### What you are asked to do
Output, word for word, the lines of this listing that fall between the line with "impl std::fmt::Debug for WorldManager" and the line with "pool cannot spawn.", counting both of those lines, and no others.

### Exercise data
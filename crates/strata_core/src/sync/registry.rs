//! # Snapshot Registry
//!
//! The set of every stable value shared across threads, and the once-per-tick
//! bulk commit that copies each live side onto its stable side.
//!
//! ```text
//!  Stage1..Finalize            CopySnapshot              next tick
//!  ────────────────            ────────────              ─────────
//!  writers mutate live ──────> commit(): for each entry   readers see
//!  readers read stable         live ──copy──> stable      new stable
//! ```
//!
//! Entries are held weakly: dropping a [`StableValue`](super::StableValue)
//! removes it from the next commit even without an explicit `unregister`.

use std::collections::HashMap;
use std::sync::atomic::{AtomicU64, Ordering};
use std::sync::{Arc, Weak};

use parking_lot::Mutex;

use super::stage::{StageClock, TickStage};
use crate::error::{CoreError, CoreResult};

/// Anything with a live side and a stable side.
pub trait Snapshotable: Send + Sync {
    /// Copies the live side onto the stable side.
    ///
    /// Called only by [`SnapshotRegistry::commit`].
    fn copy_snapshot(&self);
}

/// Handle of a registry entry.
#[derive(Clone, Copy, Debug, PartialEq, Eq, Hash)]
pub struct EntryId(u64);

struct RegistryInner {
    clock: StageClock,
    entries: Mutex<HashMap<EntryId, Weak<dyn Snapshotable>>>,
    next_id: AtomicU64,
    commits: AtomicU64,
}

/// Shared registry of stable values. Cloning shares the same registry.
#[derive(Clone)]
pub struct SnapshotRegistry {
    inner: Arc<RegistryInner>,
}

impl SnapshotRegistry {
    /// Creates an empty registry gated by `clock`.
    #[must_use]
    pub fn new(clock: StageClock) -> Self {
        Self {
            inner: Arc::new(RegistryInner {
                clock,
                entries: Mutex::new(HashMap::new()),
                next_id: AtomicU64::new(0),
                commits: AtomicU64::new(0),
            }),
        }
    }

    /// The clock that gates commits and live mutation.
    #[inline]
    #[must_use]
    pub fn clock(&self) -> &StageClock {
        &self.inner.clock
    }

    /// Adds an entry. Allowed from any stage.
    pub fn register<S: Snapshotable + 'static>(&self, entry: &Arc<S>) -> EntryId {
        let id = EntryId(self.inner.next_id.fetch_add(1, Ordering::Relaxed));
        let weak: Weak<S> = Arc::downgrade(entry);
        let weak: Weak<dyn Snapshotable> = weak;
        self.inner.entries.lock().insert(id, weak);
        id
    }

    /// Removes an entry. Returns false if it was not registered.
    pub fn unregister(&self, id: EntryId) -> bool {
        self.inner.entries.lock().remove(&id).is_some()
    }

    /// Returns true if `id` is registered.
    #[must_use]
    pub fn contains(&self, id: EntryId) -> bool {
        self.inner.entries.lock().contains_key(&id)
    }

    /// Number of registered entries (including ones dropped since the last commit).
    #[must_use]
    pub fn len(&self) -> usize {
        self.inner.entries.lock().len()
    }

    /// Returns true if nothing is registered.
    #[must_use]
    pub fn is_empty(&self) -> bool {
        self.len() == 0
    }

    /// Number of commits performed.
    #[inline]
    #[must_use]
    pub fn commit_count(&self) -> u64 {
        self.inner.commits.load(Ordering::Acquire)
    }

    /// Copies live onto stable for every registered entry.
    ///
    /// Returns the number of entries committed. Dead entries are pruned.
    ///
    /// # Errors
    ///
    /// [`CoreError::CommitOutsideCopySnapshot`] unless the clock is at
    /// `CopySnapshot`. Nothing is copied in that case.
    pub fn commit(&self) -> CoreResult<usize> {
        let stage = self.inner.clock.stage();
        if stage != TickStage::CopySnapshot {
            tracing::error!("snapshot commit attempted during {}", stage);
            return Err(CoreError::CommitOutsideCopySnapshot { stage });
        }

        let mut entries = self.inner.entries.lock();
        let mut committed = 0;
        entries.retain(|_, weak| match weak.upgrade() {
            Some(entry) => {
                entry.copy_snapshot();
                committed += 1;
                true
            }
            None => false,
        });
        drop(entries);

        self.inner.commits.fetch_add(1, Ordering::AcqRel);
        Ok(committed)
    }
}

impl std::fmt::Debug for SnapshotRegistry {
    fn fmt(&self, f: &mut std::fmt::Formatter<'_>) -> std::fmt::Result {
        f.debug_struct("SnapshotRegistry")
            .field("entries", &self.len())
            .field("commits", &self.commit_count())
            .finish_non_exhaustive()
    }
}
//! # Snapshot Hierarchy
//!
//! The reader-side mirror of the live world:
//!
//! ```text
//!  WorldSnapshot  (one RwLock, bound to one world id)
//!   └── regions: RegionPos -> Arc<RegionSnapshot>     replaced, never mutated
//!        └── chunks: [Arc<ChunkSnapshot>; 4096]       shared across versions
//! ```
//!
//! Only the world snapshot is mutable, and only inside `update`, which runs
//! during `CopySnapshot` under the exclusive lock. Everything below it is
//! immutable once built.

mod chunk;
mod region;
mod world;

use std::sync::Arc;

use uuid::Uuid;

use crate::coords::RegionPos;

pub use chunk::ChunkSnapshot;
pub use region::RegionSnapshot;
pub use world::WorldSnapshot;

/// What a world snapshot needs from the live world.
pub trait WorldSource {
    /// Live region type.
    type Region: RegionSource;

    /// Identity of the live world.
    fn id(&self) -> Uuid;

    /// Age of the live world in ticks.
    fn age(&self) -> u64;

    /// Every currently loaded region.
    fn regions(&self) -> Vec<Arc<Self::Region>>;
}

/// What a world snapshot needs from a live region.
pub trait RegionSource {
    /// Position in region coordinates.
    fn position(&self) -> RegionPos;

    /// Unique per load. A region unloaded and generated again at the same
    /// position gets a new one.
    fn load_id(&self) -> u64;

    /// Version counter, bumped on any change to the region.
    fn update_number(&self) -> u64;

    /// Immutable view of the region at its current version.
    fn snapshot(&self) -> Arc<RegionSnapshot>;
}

* * *

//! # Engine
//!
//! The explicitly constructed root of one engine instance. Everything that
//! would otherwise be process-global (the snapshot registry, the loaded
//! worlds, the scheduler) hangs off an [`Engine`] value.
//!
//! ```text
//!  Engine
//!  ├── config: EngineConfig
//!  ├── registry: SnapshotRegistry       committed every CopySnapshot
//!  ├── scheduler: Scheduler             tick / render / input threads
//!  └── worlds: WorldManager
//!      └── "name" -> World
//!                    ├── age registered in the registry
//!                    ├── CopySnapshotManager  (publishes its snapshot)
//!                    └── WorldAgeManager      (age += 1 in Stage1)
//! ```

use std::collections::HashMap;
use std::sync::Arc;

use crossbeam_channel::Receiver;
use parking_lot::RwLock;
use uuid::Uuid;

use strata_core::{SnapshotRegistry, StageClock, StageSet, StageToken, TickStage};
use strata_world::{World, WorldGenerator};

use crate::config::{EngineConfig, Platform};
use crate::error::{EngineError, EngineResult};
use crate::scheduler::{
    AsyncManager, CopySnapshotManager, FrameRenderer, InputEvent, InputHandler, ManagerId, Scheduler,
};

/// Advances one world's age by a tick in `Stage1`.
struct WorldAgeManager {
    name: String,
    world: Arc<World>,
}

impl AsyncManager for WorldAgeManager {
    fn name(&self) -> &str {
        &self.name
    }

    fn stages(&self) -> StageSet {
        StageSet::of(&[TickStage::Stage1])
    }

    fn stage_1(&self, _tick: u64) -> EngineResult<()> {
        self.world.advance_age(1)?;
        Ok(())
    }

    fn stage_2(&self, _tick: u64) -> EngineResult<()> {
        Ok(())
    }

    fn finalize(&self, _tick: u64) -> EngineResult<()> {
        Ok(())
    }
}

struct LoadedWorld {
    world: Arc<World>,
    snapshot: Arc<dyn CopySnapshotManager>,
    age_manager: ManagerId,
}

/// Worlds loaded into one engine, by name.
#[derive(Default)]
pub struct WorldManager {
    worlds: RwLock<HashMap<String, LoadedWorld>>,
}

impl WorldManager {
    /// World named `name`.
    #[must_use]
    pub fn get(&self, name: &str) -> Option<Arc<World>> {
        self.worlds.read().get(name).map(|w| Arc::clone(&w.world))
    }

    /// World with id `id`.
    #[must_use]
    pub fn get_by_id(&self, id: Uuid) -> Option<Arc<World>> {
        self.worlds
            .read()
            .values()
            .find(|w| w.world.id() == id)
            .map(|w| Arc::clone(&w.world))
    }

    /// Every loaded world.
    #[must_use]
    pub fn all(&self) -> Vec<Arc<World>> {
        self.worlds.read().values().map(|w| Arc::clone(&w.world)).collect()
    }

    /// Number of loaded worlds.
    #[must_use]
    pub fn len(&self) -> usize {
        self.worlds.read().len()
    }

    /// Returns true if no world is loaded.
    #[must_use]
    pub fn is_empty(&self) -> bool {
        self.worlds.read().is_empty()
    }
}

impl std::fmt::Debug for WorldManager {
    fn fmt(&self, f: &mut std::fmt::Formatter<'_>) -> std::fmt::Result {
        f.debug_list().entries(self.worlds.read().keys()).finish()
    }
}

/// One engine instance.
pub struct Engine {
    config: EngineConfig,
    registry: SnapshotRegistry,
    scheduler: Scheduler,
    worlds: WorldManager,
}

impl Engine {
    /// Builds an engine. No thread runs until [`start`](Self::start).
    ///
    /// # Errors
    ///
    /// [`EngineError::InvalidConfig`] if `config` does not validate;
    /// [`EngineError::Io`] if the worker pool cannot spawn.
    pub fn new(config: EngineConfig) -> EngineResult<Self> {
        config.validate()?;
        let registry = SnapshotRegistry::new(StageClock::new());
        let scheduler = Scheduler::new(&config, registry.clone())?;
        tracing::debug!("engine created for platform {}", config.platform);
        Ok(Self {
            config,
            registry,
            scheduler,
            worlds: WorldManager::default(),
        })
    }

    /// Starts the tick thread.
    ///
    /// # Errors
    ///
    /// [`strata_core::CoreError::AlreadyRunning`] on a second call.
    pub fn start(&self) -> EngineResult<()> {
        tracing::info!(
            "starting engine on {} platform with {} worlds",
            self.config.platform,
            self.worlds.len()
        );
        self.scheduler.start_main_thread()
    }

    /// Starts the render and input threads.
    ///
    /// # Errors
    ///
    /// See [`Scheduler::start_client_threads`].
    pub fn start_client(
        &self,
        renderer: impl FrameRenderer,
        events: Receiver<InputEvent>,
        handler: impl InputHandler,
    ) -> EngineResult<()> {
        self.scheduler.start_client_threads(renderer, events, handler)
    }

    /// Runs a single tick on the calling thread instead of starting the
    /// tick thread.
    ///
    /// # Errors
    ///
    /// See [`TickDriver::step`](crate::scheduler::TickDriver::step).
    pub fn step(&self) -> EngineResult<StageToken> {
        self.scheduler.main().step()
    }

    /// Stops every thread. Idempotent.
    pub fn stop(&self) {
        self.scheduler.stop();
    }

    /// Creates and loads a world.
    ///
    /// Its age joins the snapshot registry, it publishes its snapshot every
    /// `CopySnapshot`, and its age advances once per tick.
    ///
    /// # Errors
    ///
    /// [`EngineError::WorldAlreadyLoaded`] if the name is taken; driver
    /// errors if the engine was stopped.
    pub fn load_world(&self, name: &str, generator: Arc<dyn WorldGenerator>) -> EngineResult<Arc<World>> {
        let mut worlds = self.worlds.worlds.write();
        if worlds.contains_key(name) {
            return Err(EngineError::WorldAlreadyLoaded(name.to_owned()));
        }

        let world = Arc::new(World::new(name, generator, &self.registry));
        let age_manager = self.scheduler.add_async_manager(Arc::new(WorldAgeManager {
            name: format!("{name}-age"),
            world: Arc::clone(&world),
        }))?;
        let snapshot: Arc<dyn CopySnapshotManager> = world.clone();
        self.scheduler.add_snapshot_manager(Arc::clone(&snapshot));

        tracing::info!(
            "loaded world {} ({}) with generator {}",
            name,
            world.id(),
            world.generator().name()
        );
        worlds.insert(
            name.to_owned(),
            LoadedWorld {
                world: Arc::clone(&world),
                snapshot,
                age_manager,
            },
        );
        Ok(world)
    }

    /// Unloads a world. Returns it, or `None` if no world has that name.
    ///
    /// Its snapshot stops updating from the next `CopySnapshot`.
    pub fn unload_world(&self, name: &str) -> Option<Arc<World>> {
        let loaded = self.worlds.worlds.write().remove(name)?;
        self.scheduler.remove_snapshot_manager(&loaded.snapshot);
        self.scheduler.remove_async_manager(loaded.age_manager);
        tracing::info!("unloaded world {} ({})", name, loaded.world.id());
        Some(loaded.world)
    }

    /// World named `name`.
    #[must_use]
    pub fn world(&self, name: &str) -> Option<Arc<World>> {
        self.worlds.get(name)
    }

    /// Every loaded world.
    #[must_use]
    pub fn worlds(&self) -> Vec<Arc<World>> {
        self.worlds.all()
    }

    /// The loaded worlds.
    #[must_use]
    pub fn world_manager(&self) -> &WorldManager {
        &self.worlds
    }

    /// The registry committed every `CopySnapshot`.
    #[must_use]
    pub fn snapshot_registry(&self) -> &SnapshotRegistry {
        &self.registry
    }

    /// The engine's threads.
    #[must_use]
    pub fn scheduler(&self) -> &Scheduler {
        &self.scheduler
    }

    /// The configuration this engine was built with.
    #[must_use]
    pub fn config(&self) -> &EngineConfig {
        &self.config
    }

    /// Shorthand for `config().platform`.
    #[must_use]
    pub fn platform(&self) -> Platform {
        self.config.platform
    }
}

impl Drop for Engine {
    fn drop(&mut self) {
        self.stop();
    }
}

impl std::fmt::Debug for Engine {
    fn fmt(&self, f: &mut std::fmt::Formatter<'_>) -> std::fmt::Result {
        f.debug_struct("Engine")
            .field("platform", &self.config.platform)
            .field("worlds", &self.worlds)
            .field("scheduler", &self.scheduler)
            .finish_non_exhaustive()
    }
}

### Response area
impl std::fmt::Debug for WorldManager {
    fn fmt(&self, f: &mut std::fmt::Formatter<'_>) -> std::fmt::Result {
        f.debug_list().entries(self.worlds.read().keys()).finish()
    }
}

/// One engine instance.
pub struct Engine {
    config: EngineConfig,
    registry: SnapshotRegistry,
    scheduler: Scheduler,
    worlds: WorldManager,
}

impl Engine {
    /// Builds an engine. No thread runs until [`start`](Self::start).
    ///
    /// # Errors
    ///
    /// [`EngineError::InvalidConfig`] if `config` does not validate;
    /// [`EngineError::Io`] if the worker pool cannot spawn.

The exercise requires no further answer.